Austerity threw the 17 countries that use the euro back into recession in the third quarter of 2012. As a result, unemployment is expected to rise 12.2 percent, leaving half of young people in Spain and Greece without jobs, and public debts — the expressed target of the reductions — are growing as well.

Despite “unacceptably high levels of unemployment,” unelected President of the European Commission Jose Manuel Barroso recently said that “reform efforts [i.e., austerity] of member states are starting to bear fruit.” Exactly where that fruit is is not clear, especially to the 26 million Europeans who are out of work.

Paradoxically, a recent paper by economists Luc Eyraud and Anke Weber of the International Monetary Fund demonstrates that austerity and budget cuts intended to reduce debt levels will increase debt-to-GDP ratios in the short term. Another paper by economists Paul De Grauwe and Yuemei Ji finds that countries that embraced austerity most forcefully experienced the greatest declines in their GDP, and that greater austerity led to larger subsequent increases in the debt-to-GDP ratio.

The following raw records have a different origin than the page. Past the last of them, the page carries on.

//! Error types for the tool-calling loop
//!
//! Two layers of failure exist. `AgentError` covers everything that is surfaced
//! to the caller of a session, registry or loader: model call failures,
//! configuration problems, transport errors. `DispatchError` covers the
//! per-call failures that the dispatch loop recovers from locally and reports
//! back to the model as a tool message.

use thiserror::Error;

#[derive(Error, Debug, Clone)]
pub enum AgentError {
    #[error("Model call failed: {0}")]
    ModelCall(String),
    #[error("Model call timed out after {seconds}s")]
    ModelTimeout { seconds: u64 },
    #[error("Model call was cancelled")]
    Cancelled,
    #[error("Parsing error: {0}")]
    ParsingError(String),
    #[error("Tool '{0}' is already registered")]
    DuplicateTool(String),
    #[error("Unknown tool: {0}")]
    UnknownTool(String),
    #[error("Invalid tool spec for '{tool_name}': {message}")]
    InvalidToolSpec { tool_name: String, message: String },
    #[error("Tool execution failed for '{tool_name}': {message}")]
    ToolError { tool_name: String, message: String },
    #[error("Code execution failed: {0}")]
    CodeExecutionError(String),
    #[error("MCP client error: {0}")]
    MCPError(String),
    #[error("Configuration error: {0}")]
    ConfigError(String),
    #[error("Session already terminated: {0}")]
    SessionTerminated(String),
    #[error("Termination policy violation: {0}")]
    TerminationPolicyViolation(String),
    #[error("Team error: {0}")]
    TeamError(String),
    #[error("I/O error: {0}")]
    IoError(String),
}

impl AgentError {
    /// Whether the error belongs to the remote model call category, which is
    /// fatal to the owning session.
    pub fn is_model_call_error(&self) -> bool {
        matches!(
            self,
            AgentError::ModelCall(_)
                | AgentError::ModelTimeout { .. }
                | AgentError::Cancelled
                | AgentError::ParsingError(_)
        )
    }
}

impl From<std::io::Error> for AgentError {
    fn from(err: std::io::Error) -> Self {
        AgentError::IoError(err.to_string())
    }
}

impl From<reqwest::Error> for AgentError {
    fn from(err: reqwest::Error) -> Self {
        AgentError::ModelCall(err.to_string())
    }
}

/// Failure of a single tool call inside a dispatch batch.
///
/// The `Display` text is exactly what ends up in `ToolCallResult::error` and in
/// the tool message returned to the model.
#[derive(Error, Debug, Clone, PartialEq, Eq)]
pub enum DispatchError {
    #[error("invalid arguments")]
    ArgumentDecode { details: String },
    #[error("invalid arguments: {0}")]
    ArgumentValidation(String),
    #[error("unknown tool")]
    UnknownTool,
    #[error("{0}")]
    HandlerExecution(String),
}

impl From<AgentError> for DispatchError {
    fn from(err: AgentError) -> Self {
        match err {
            AgentError::UnknownTool(_) => DispatchError::UnknownTool,
            AgentError::ToolError { message, .. } => DispatchError::HandlerExecution(message),
            other => DispatchError::HandlerExecution(other.to_string()),
        }
    }
}

// Errors raised by code executors
#[derive(Error, Debug)]
pub enum CodeExecutorError {
    #[error("Unsupported language: {0}")]
    UnsupportedLanguage(String),
    #[error("I/O error during code execution: {0}")]
    IoError(#[from] std::io::Error),
    #[error("Script execution timed out after {0}s")]
    Timeout(u64),
}

#[cfg(test)]
mod tests {
    use super::*;

    #[test]
    fn test_dispatch_error_display_matches_result_text() {
        let decode = DispatchError::ArgumentDecode {
            details: "expected value at line 1 column 1".to_string(),
        };
        assert_eq!(decode.to_string(), "invalid arguments");
        assert_eq!(DispatchError::UnknownTool.to_string(), "unknown tool");
        assert_eq!(
            DispatchError::ArgumentValidation("\"location\" is a required property".to_string())
                .to_string(),
            "invalid arguments: \"location\" is a required property"
        );
    }

    #[test]
    fn test_tool_error_converts_to_handler_execution() {
        let err = AgentError::ToolError {
            tool_name: "bookHotel".to_string(),
            message: "no rooms left".to_string(),
        };
        assert_eq!(
            DispatchError::from(err),
            DispatchError::HandlerExecution("no rooms left".to_string())
        );
    }

    #[test]
    fn test_model_call_category() {
        assert!(AgentError::ModelTimeout { seconds: 5 }.is_model_call_error());
        assert!(AgentError::Cancelled.is_model_call_error());
        assert!(!AgentError::UnknownTool("x".to_string()).is_model_call_error());
    }
}
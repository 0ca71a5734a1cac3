//! Conditions that end a conversation.

use serde::{Deserialize, Serialize};
use std::ops::BitOr;

use crate::core_types::{Message, Role};

/// Message-count ceiling, keyword match, or any combination of them joined with `|`.
#[derive(Debug, Clone, PartialEq, Eq, Serialize, Deserialize)]
#[serde(rename_all = "snake_case")]
pub enum TerminationPolicy {
    /// Terminal once the history holds at least this many messages.
    MessageCountLimit(usize),
    /// Terminal once any assistant message contains the token (case-sensitive).
    KeywordMatch(String),
    /// Terminal when any member is.
    Any(Vec<TerminationPolicy>),
}

impl TerminationPolicy {
    /// A policy that never fires on its own.
    pub fn never() -> Self {
        TerminationPolicy::Any(Vec::new())
    }

    pub fn evaluate(&self, history: &[Message]) -> bool {
        self.stop_reason(history).is_some()
    }

    /// Which primitive fired, described for the caller.
    pub fn stop_reason(&self, history: &[Message]) -> Option<String> {
        match self {
            TerminationPolicy::MessageCountLimit(limit) => (history.len() >= *limit)
                .then(|| format!("Maximum number of messages {} reached, current message count: {}", limit, history.len())),
            TerminationPolicy::KeywordMatch(token) => history
                .iter()
                .any(|m| m.role == Role::Assistant && m.content.contains(token.as_str()))
                .then(|| format!("Text '{}' mentioned", token)),
            TerminationPolicy::Any(policies) => policies.iter().find_map(|p| p.stop_reason(history)),
        }
    }

    fn into_members(self) -> Vec<TerminationPolicy> {
        match self {
            TerminationPolicy::Any(policies) => policies,
            other => vec![other],
        }
    }
}

impl BitOr for TerminationPolicy {
    type Output = TerminationPolicy;

    fn bitor(self, rhs: TerminationPolicy) -> TerminationPolicy {
        let mut members = self.into_members();
        members.extend(rhs.into_members());
        TerminationPolicy::Any(members)
    }
}

/// Running view of a policy over a growing history.
#[derive(Debug, Clone, Default, PartialEq, Eq)]
pub struct TerminationState {
    pub message_count: usize,
    /// Set once any assistant message has carried a termination keyword.
    pub last_seen_keyword_hit: bool,
    pub terminal: bool,
    pub reason: Option<String>,
}

impl TerminationState {
    pub fn new() -> Self {
        Self::default()
    }

    /// Refresh the state from the history; returns whether it is terminal.
    /// Once terminal it stays terminal.
    pub fn update(&mut self, policy: &TerminationPolicy, history: &[Message]) -> bool {
        self.message_count = history.len();
        self.last_seen_keyword_hit |= keyword_hit(policy, history);
        if !self.terminal {
            if let Some(reason) = policy.stop_reason(history) {
                log::info!("Termination condition met: {}", reason);
                self.terminal = true;
                self.reason = Some(reason);
            }
        }
        self.terminal
    }
}

/// Whether an assistant message contains any keyword of the policy.
fn keyword_hit(policy: &TerminationPolicy, history: &[Message]) -> bool {
    match policy {
        TerminationPolicy::MessageCountLimit(_) => false,
        TerminationPolicy::KeywordMatch(token) => history
            .iter()
            .any(|m| m.role == Role::Assistant && m.content.contains(token.as_str())),
        TerminationPolicy::Any(policies) => policies.iter().any(|p| keyword_hit(p, history)),
    }
}
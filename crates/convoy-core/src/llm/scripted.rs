use async_trait::async_trait;
use std::collections::VecDeque;
use std::sync::{Arc, Mutex};
use std::time::Duration;

use crate::core_types::ModelTurn;
use crate::errors::AgentError;
use crate::llm::{ModelRequest, LLM};

/// Model client that replays a fixed queue of turns and records every request.
///
/// When the queue is exhausted every further call fails with `AgentError::ModelCall`.
#[derive(Clone, Default)]
pub struct ScriptedModelClient {
    turns: Arc<Mutex<VecDeque<Result<ModelTurn, AgentError>>>>,
    requests: Arc<Mutex<Vec<ModelRequest>>>,
    delay: Option<Duration>,
}

impl ScriptedModelClient {
    pub fn new(turns: Vec<ModelTurn>) -> Self {
        Self::with_results(turns.into_iter().map(Ok).collect())
    }

    pub fn with_results(results: Vec<Result<ModelTurn, AgentError>>) -> Self {
        Self {
            turns: Arc::new(Mutex::new(VecDeque::from(results))),
            requests: Arc::new(Mutex::new(Vec::new())),
            delay: None,
        }
    }

    /// Sleep before answering each request.
    pub fn with_delay(mut self, delay: Duration) -> Self {
        self.delay = Some(delay);
        self
    }

    pub fn push(&self, turn: ModelTurn) {
        if let Ok(mut turns) = self.turns.lock() {
            turns.push_back(Ok(turn));
        }
    }

    pub fn requests(&self) -> Vec<ModelRequest> {
        self.requests.lock().map(|r| r.clone()).unwrap_or_default()
    }

    pub fn call_count(&self) -> usize {
        self.requests.lock().map(|r| r.len()).unwrap_or_default()
    }

    pub fn remaining(&self) -> usize {
        self.turns.lock().map(|t| t.len()).unwrap_or_default()
    }
}

#[async_trait]
impl LLM for ScriptedModelClient {
    async fn generate(&self, request: ModelRequest) -> Result<ModelTurn, AgentError> {
        if let Ok(mut requests) = self.requests.lock() {
            requests.push(request);
        }

        if let Some(delay) = self.delay {
            tokio::time::sleep(delay).await;
        }

        let next = self
            .turns
            .lock()
            .map_err(|_| AgentError::ModelCall("scripted client lock poisoned".to_string()))?
            .pop_front();

        match next {
            Some(result) => result,
            None => Err(AgentError::ModelCall("scripted client has no more turns".to_string())),
        }
    }
}
//! Argument handling between the raw model output and a tool handler.

use jsonschema::JSONSchema;
use serde_json::{Map, Value};

use crate::errors::DispatchError;
use crate::tools::ToolSpec;

/// Decode the model's raw argument string into a JSON object.
///
/// An empty or whitespace-only string is read as `{}`; models emit it for
/// tools without parameters.
pub fn decode_arguments(raw: &str) -> Result<Map<String, Value>, DispatchError> {
    if raw.trim().is_empty() {
        return Ok(Map::new());
    }
    match serde_json::from_str::<Value>(raw) {
        Ok(Value::Object(map)) => Ok(map),
        Ok(other) => Err(DispatchError::ArgumentDecode {
            details: format!("expected a JSON object, got {}", json_kind(&other)),
        }),
        Err(e) => Err(DispatchError::ArgumentDecode { details: e.to_string() }),
    }
}

/// Insert the schema's `default` value for every declared property the model omitted.
pub fn apply_defaults(spec: &ToolSpec, arguments: &mut Map<String, Value>) {
    let Some(properties) = spec.properties() else {
        return;
    };
    for (field, schema) in properties {
        if arguments.contains_key(field) {
            continue;
        }
        if let Some(default) = schema.get("default") {
            arguments.insert(field.clone(), default.clone());
        }
    }
}

pub fn validate(schema: &JSONSchema, arguments: &Map<String, Value>) -> Result<(), DispatchError> {
    let instance = Value::Object(arguments.clone());
    if let Err(errors) = schema.validate(&instance) {
        let messages: Vec<String> = errors.map(|e| e.to_string()).collect();
        return Err(DispatchError::ArgumentValidation(messages.join("; ")));
    }
    Ok(())
}

fn json_kind(value: &Value) -> &'static str {
    match value {
        Value::Null => "null",
        Value::Bool(_) => "a boolean",
        Value::Number(_) => "a number",
        Value::String(_) => "a string",
        Value::Array(_) => "an array",
        Value::Object(_) => "an object",
    }
}

#[cfg(test)]
mod tests {
    use super::*;
    use serde_json::json;

    #[test]
    fn test_decode_rejects_non_json() {
        let err = decode_arguments("not json").unwrap_err();
        assert!(matches!(err, DispatchError::ArgumentDecode { .. }));
        assert_eq!(err.to_string(), "invalid arguments");
    }

    #[test]
    fn test_decode_rejects_non_object() {
        let err = decode_arguments("[1, 2]").unwrap_err();
        match err {
            DispatchError::ArgumentDecode { details } => assert!(details.contains("an array")),
            other => panic!("unexpected error: {:?}", other),
        }
    }

    #[test]
    fn test_decode_empty_string_is_empty_object() {
        assert!(decode_arguments("").unwrap().is_empty());
        assert!(decode_arguments("  ").unwrap().is_empty());
    }

    #[test]
    fn test_defaults_do_not_override_given_values() {
        let spec = ToolSpec::new(
            "getWeather",
            "weather",
            json!({
                "type": "object",
                "properties": {
                    "location": {"type": "string"},
                    "unit": {"type": "string", "default": "celsius"}
                },
                "required": ["location"]
            }),
        );
        let mut given = json!({"location": "Oslo", "unit": "fahrenheit"}).as_object().unwrap().clone();
        apply_defaults(&spec, &mut given);
        assert_eq!(given["unit"], "fahrenheit");

        let mut omitted = json!({"location": "Oslo"}).as_object().unwrap().clone();
        apply_defaults(&spec, &mut omitted);
        assert_eq!(omitted["unit"], "celsius");
    }

    #[test]
    fn test_validate_reports_type_mismatch() {
        let schema = JSONSchema::compile(&json!({
            "type": "object",
            "properties": {"a": {"type": "number"}},
            "required": ["a"]
        }))
        .unwrap();
        let args = json!({"a": "three"}).as_object().unwrap().clone();
        let err = validate(&schema, &args).unwrap_err();
        assert!(err.to_string().starts_with("invalid arguments: "));
    }
}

Promoters of austerity have yet to say exactly how populations are supposed to recover when tens of millions of Europeans are unemployed and without the safety nets necessary to remain alive and well, and how national debts are supposed to be paid when those workers cannot contribute tax revenue.

— Posted by Alexander Reed Kelly.

Tom McNamara at CounterPunch:

The austerity programs that were imposed on the people of Europe not only resulted in (predictably) severe recessions, these programs didn’t work. They only resulted in the unnecessary suffering of the millions of people who lost their jobs (more than 26 million are out of work in the EU).

For his part, French “Socialist” President Francois Hollande has said that the “only priority” is to find fresh ways to boost growth and get people back to work. This from a man who curiously had no trouble finding a way to provide militarily aid to an unelected government in Mali (at an estimated cost to the French taxpayer of $3.6 million per day) and who said that France is ready to “take its responsibilities” and supply weapons to the rebels fighting to overthrow Syria’s secular (if unelected) government, completely ignoring the blowback received from overthrowing the secular (if unelected) government of Libya in 2011 (at an estimated cost to the French taxpayer of $2.1 million per day).

Disturbingly, there is already talk of a “European Spring” and growing popular resistance to more self inflicted pain through directives from unelected officials in Brussels. In recent Italian elections an anti-austerity party won 25 percent of the vote.